Calculate how many lines of the data hold "system". The answer consists of that number only.

Saved entries
= Beginning of Section =

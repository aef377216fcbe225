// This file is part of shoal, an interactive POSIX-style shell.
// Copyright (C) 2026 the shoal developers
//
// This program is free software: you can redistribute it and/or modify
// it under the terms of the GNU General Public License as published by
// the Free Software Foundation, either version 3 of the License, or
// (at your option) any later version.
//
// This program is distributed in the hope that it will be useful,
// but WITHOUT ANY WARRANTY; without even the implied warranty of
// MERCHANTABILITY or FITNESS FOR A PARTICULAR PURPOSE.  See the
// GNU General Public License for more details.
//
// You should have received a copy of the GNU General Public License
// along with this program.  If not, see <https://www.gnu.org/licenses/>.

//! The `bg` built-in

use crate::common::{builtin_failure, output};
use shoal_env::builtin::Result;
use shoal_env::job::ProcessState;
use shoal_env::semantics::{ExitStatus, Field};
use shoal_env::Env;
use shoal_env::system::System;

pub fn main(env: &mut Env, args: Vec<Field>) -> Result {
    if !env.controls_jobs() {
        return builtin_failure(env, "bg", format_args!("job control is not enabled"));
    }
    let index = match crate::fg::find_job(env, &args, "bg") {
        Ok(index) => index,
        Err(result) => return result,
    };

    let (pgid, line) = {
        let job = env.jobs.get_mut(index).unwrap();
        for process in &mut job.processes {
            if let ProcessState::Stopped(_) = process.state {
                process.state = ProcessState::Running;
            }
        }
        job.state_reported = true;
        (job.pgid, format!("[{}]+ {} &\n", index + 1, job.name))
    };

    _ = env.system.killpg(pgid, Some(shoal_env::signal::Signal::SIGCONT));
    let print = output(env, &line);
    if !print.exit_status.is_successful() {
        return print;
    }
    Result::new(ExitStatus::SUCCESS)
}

= End of Section =

SOLUTION TO THIS PROBLEM
2